Evidence fields (minimum): timestamp, fault_id, detector_id, threshold_id, action_id, mode_id, audit_id, reason_code.

Health monitoring closed loop (Detect → Decide → Act → Record → Recover/Isolate)

Diagram intent: present a complete reliability loop with explicit actions and audit evidence, without protocol-level details.

Physical Integration Envelope: EMC & Protection Boundaries for Gateways

Gateway/TCU ports define the system boundary.

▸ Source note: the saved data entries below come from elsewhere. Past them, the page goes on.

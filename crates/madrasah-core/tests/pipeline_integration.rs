//! End-to-end completion pipeline scenarios.

use chrono::{DateTime, Local, TimeZone, Utc};
use madrasah_core::{
    apply_lesson_completion_at, AchievementType, Child, EngineEvent, Lesson, LessonCategory,
    ProgressStore, ProgressTracker, StreakEngine,
};

fn local(y: i32, m: u32, d: u32, h: u32, min: u32) -> DateTime<Local> {
    Local.with_ymd_and_hms(y, m, d, h, min, 0).unwrap()
}

fn seed_child(store: &ProgressStore, name: &str) -> Child {
    let child = Child::new(name);
    store.save_child(&child).unwrap();
    child
}

fn seed_lesson(store: &ProgressStore, category: LessonCategory, order: u32, title: &str) -> Lesson {
    let lesson = Lesson::new(category, order, 1, 10, title);
    store.save_lesson(&lesson).unwrap();
    lesson
}

fn start_lesson(store: &ProgressStore, child: &Child, lesson: &Lesson) {
    ProgressTracker::new(store)
        .save_phase_progress(lesson.id, child.id, "hook")
        .unwrap();
}

#[test]
fn first_lesson_at_eight_thirty() {
    let store = ProgressStore::open_memory().unwrap();
    let child = seed_child(&store, "Amina");
    let lesson = seed_lesson(&store, LessonCategory::Wudu, 1, "Washing Hands");
    start_lesson(&store, &child, &lesson);

    let outcome = apply_lesson_completion_at(
        &store,
        child.id,
        lesson.id,
        80,
        lesson.xp_reward,
        local(2026, 3, 2, 8, 30),
    )
    .unwrap();

    assert_eq!(outcome.child.current_streak, 1);
    assert_eq!(outcome.child.total_lessons_completed, 1);

    let unlocked: Vec<AchievementType> = outcome
        .events
        .iter()
        .filter_map(|e| match e {
            EngineEvent::AchievementUnlocked {
                achievement_type, ..
            } => Some(*achievement_type),
            _ => None,
        })
        .collect();
    assert!(unlocked.contains(&AchievementType::FirstLesson));
    assert!(unlocked.contains(&AchievementType::EarlyBird));

    // Lesson XP plus the two badge rewards.
    let expected = lesson.xp_reward
        + AchievementType::EarlyBird.meta().xp_reward
        + AchievementType::FirstLesson.meta().xp_reward;
    assert_eq!(outcome.child.total_xp, expected);

    // The store saw every mutation.
    let stored = store.child(child.id).unwrap().unwrap();
    assert_eq!(stored.total_xp, expected);
    assert_eq!(stored.current_streak, 1);
}

#[test]
fn third_consecutive_day_awards_streak_milestone() {
    let store = ProgressStore::open_memory().unwrap();
    let mut child = seed_child(&store, "Yusuf");
    child.current_streak = 2;
    child.longest_streak = 2;
    child.last_lesson_completed_date =
        Some(local(2026, 3, 3, 10, 0).with_timezone(&Utc));
    store.save_child(&child).unwrap();

    let lesson = seed_lesson(&store, LessonCategory::Salah, 1, "Facing the Qibla");
    start_lesson(&store, &child, &lesson);

    let outcome = apply_lesson_completion_at(
        &store,
        child.id,
        lesson.id,
        70,
        lesson.xp_reward,
        local(2026, 3, 4, 12, 0),
    )
    .unwrap();

    assert_eq!(outcome.child.current_streak, 3);
    assert_eq!(outcome.child.longest_streak, 3);
    assert!(outcome.events.iter().any(|e| matches!(
        e,
        EngineEvent::MilestoneReached {
            days: 3,
            xp_reward: 30,
            ..
        }
    )));
    // Milestone XP landed on top of the lesson XP and badge rewards.
    assert!(outcome.child.total_xp >= lesson.xp_reward + 30);

    // The sweep ran after the streak update and did not double-award the
    // 3-day badge it could now see.
    let badges = store.achievements_for_child(child.id).unwrap();
    let streak3_count = badges
        .iter()
        .filter(|a| a.achievement_type == AchievementType::Streak3)
        .count();
    assert_eq!(streak3_count, 1);
}

#[test]
fn wudu_mastery_unlocks_exactly_once() {
    let store = ProgressStore::open_memory().unwrap();
    let child = seed_child(&store, "Amina");
    let wudu: Vec<Lesson> = (1..=3)
        .map(|i| seed_lesson(&store, LessonCategory::Wudu, i, &format!("Wudu step {i}")))
        .collect();
    let unrelated = seed_lesson(&store, LessonCategory::Stories, 10, "Prophet Nuh and the Ark");

    for (i, lesson) in wudu.iter().enumerate() {
        start_lesson(&store, &child, lesson);
        apply_lesson_completion_at(
            &store,
            child.id,
            lesson.id,
            90,
            lesson.xp_reward,
            local(2026, 3, 2 + i as u32, 10, 0),
        )
        .unwrap();
    }

    let badges = store.achievements_for_child(child.id).unwrap();
    assert!(badges
        .iter()
        .any(|a| a.achievement_type == AchievementType::WuduMaster));

    // An unrelated completion later re-runs the sweep; still one record.
    start_lesson(&store, &child, &unrelated);
    apply_lesson_completion_at(
        &store,
        child.id,
        unrelated.id,
        90,
        unrelated.xp_reward,
        local(2026, 3, 6, 10, 0),
    )
    .unwrap();

    let badges = store.achievements_for_child(child.id).unwrap();
    let master_count = badges
        .iter()
        .filter(|a| a.achievement_type == AchievementType::WuduMaster)
        .count();
    assert_eq!(master_count, 1);
}

#[test]
fn same_day_repeat_counts_attempts_but_not_streak() {
    let store = ProgressStore::open_memory().unwrap();
    let child = seed_child(&store, "Yusuf");
    let lesson = seed_lesson(&store, LessonCategory::Quran, 1, "Surah Al-Fatiha");
    start_lesson(&store, &child, &lesson);

    apply_lesson_completion_at(
        &store,
        child.id,
        lesson.id,
        60,
        lesson.xp_reward,
        local(2026, 3, 2, 10, 0),
    )
    .unwrap();
    let outcome = apply_lesson_completion_at(
        &store,
        child.id,
        lesson.id,
        90,
        lesson.xp_reward,
        local(2026, 3, 2, 15, 0),
    )
    .unwrap();

    assert_eq!(outcome.child.current_streak, 1);
    assert_eq!(outcome.child.total_lessons_completed, 1);
    assert_eq!(outcome.progress.attempts, 2);
    // Best-of retention.
    assert_eq!(outcome.progress.score, 90);
}

#[test]
fn sweep_sees_xp_earned_in_the_same_event() {
    let store = ProgressStore::open_memory().unwrap();
    let mut child = seed_child(&store, "Amina");
    child.total_xp = 495;
    store.save_child(&child).unwrap();

    let lesson = seed_lesson(&store, LessonCategory::Duaa, 1, "Duaa Before Eating");
    start_lesson(&store, &child, &lesson);

    let outcome = apply_lesson_completion_at(
        &store,
        child.id,
        lesson.id,
        80,
        lesson.xp_reward,
        local(2026, 3, 2, 12, 0),
    )
    .unwrap();

    // 495 + 10 crossed 500 within this very event.
    assert!(outcome.events.iter().any(|e| matches!(
        e,
        EngineEvent::AchievementUnlocked {
            achievement_type: AchievementType::Xp500,
            ..
        }
    )));
}

#[test]
fn expiry_check_is_separate_from_completion() {
    let store = ProgressStore::open_memory().unwrap();
    let child = seed_child(&store, "Yusuf");
    let lesson = seed_lesson(&store, LessonCategory::Arabic, 1, "Alif, Ba, Ta");
    start_lesson(&store, &child, &lesson);

    apply_lesson_completion_at(
        &store,
        child.id,
        lesson.id,
        80,
        lesson.xp_reward,
        local(2026, 3, 2, 10, 0),
    )
    .unwrap();

    // Two days of silence, then the app comes to the foreground.
    let mut stored = store.child(child.id).unwrap().unwrap();
    let engine = StreakEngine::new(&store);
    let reset = engine
        .check_and_reset_expired_streak_at(&mut stored, local(2026, 3, 5, 9, 0))
        .unwrap();
    assert!(reset);
    assert_eq!(stored.current_streak, 0);
    // A later completion starts over at 1, not 0.
    start_lesson(&store, &stored, &lesson);
    let outcome = apply_lesson_completion_at(
        &store,
        stored.id,
        lesson.id,
        80,
        lesson.xp_reward,
        local(2026, 3, 5, 10, 0),
    )
    .unwrap();
    assert_eq!(outcome.child.current_streak, 1);
}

Protection must be layered from the connector inward, return paths must be planned, and configurable drive/slew must follow a system policy that balances emission, margin, and robustness.

Port boundary layering: connector → surge → ESD → common-mode → clean domain

Connector / shield: define the physical entry and shield bonding point(s).
Surge layer: manage energy and return paths; keep surge loops out of sensitive signal ground.
ESD layer: clamp fast events close to the entry; minimize inductive distance to the return path.
Common-mode layer: suppress radiated/common-mode energy before the clean IC domain.
Clean domain: keep protocol ICs inside a clearly defined “quiet zone” behind the protection stack.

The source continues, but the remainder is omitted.